• **Data section**
:::

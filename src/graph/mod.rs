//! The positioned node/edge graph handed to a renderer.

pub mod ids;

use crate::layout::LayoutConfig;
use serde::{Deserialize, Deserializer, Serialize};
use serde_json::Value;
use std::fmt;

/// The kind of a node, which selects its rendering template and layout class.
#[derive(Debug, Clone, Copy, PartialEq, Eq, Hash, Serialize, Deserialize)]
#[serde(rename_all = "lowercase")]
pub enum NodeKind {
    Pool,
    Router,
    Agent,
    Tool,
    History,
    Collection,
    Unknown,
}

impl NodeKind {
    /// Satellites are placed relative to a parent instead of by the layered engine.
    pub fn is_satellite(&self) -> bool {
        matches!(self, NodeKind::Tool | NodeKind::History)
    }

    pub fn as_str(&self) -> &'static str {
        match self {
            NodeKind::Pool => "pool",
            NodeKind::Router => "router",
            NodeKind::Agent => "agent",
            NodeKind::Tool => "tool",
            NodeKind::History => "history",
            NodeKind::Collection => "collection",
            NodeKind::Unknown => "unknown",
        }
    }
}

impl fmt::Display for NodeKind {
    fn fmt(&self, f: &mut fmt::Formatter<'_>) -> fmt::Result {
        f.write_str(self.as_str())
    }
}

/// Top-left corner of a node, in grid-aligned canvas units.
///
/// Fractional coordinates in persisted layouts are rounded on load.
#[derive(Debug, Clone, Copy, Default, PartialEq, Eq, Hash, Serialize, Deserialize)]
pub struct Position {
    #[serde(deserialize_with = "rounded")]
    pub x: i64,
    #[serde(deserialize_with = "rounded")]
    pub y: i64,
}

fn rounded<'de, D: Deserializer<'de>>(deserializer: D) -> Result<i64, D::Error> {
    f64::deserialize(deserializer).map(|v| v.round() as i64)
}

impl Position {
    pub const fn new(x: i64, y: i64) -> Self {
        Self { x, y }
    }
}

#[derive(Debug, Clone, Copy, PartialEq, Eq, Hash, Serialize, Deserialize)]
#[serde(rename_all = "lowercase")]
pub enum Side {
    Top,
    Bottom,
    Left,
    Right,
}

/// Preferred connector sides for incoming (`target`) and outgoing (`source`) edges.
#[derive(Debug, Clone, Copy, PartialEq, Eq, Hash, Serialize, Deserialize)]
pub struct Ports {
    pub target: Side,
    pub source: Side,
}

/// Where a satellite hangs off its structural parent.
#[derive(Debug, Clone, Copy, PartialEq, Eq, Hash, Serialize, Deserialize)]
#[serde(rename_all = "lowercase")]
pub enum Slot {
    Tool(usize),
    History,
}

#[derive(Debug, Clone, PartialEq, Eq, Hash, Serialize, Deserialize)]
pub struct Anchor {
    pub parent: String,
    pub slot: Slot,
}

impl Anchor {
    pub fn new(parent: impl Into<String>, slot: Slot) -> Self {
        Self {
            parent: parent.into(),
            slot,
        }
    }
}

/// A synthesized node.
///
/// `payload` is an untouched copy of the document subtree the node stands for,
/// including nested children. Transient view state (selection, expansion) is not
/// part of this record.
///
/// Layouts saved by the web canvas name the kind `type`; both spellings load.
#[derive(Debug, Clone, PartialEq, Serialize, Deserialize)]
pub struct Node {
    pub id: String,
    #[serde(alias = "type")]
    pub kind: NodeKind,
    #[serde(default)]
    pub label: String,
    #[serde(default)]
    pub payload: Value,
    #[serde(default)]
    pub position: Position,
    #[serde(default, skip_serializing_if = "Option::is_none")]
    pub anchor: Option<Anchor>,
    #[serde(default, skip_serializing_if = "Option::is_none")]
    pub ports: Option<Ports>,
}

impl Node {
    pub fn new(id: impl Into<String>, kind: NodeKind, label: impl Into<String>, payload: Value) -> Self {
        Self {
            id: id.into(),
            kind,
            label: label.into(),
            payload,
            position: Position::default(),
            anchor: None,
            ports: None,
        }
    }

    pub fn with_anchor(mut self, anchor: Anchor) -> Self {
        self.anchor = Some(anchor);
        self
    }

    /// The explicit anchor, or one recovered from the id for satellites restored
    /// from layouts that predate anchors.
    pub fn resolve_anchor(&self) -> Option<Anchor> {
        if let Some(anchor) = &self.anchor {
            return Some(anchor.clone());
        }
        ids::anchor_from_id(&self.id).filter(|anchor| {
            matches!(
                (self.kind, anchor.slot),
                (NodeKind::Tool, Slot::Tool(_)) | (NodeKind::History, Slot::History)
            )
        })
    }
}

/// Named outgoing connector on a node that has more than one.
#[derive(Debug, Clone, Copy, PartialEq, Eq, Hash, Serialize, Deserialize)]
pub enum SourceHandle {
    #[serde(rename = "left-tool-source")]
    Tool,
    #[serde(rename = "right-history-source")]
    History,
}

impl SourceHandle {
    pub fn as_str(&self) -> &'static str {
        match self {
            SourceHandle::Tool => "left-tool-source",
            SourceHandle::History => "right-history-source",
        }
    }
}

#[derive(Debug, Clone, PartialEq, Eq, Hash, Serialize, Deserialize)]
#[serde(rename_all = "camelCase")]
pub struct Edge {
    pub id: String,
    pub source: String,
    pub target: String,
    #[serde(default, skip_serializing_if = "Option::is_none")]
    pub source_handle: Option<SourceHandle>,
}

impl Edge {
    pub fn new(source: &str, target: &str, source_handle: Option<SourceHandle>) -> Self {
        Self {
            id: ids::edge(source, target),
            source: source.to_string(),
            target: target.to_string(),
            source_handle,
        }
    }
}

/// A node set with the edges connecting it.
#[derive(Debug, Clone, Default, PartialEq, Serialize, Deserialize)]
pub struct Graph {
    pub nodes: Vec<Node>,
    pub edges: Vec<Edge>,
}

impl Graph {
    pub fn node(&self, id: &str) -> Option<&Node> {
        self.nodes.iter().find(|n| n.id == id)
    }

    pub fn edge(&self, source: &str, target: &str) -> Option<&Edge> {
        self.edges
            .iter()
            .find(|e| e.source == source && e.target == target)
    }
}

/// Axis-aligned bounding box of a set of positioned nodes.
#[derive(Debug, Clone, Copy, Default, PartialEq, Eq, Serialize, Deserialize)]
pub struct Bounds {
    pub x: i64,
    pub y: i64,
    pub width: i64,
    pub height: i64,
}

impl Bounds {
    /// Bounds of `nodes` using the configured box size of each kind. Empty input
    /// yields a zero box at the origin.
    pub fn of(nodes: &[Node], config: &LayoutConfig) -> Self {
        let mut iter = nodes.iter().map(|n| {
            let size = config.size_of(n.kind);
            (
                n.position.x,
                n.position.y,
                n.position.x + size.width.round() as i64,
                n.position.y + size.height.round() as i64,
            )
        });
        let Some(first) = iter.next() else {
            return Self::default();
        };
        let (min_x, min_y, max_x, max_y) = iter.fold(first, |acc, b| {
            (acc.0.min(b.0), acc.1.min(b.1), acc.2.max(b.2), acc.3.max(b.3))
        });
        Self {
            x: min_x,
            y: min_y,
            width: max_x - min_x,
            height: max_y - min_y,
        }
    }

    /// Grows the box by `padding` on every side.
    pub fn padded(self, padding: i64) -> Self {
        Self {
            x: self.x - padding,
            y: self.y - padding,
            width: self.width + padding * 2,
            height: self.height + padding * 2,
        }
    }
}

:::

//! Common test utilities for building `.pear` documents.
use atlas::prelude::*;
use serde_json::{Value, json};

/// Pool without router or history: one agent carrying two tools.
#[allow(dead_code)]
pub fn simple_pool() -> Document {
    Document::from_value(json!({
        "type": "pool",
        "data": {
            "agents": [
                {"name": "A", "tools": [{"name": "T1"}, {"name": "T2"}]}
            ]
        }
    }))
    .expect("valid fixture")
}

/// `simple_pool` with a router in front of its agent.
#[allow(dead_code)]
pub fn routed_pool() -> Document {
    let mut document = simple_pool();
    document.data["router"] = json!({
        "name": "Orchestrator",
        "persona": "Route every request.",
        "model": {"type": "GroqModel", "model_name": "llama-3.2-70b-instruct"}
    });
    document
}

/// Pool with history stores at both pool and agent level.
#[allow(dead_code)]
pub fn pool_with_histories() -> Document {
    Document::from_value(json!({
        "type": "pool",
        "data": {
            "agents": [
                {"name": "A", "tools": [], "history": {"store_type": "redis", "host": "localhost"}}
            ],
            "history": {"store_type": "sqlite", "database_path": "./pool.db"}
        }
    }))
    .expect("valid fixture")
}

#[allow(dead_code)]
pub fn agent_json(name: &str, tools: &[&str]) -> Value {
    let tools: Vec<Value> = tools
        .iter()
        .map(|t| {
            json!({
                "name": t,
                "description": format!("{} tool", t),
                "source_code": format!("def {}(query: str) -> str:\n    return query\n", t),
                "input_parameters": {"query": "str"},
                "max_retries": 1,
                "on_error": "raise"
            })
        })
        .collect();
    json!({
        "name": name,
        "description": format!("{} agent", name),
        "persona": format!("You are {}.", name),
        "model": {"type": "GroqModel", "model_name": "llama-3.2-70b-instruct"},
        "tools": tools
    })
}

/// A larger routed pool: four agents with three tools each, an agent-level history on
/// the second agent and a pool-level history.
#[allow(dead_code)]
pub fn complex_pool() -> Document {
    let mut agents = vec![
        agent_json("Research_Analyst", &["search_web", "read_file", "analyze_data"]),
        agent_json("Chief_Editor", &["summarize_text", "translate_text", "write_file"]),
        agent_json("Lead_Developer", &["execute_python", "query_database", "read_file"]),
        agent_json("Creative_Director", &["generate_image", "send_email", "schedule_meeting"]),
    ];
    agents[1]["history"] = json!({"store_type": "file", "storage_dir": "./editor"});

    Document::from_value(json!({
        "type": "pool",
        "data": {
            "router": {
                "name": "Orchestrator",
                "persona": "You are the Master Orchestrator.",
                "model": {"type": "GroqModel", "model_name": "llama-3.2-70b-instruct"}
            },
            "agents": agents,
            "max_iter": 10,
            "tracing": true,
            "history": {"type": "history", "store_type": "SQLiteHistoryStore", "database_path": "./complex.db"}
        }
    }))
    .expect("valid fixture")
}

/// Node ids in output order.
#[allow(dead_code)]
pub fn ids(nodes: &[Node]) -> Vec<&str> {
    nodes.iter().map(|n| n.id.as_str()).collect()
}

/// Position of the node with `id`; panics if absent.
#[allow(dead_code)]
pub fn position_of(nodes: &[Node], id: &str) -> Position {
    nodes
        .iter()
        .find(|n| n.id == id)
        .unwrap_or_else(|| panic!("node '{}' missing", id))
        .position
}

:::

Copy out only the lines above from the one with "edges connecting it." to the one with "pub fn edge(&self, source: &str, target: &str)", inclusive, exactly as they stand.

/// A node set with the edges connecting it.
#[derive(Debug, Clone, Default, PartialEq, Serialize, Deserialize)]
pub struct Graph {
    pub nodes: Vec<Node>,
    pub edges: Vec<Edge>,
}

impl Graph {
    pub fn node(&self, id: &str) -> Option<&Node> {
        self.nodes.iter().find(|n| n.id == id)
    }

    pub fn edge(&self, source: &str, target: &str) -> Option<&Edge> {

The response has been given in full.